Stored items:
▬▬▬
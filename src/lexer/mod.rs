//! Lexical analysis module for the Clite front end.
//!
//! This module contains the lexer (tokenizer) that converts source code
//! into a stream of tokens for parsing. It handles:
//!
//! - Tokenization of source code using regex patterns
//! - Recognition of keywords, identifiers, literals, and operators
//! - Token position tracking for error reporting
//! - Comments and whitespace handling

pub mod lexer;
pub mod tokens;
▬▬▬
*Exercise brief*: Make an exact copy of each line, beginning at the one containing "into a stream" and ending with the last line of the data, and of no other line.

*Solved problem*:
//! into a stream of tokens for parsing. It handles:
//!
//! - Tokenization of source code using regex patterns
//! - Recognition of keywords, identifiers, literals, and operators
//! - Token position tracking for error reporting
//! - Comments and whitespace handling

pub mod lexer;
pub mod tokens;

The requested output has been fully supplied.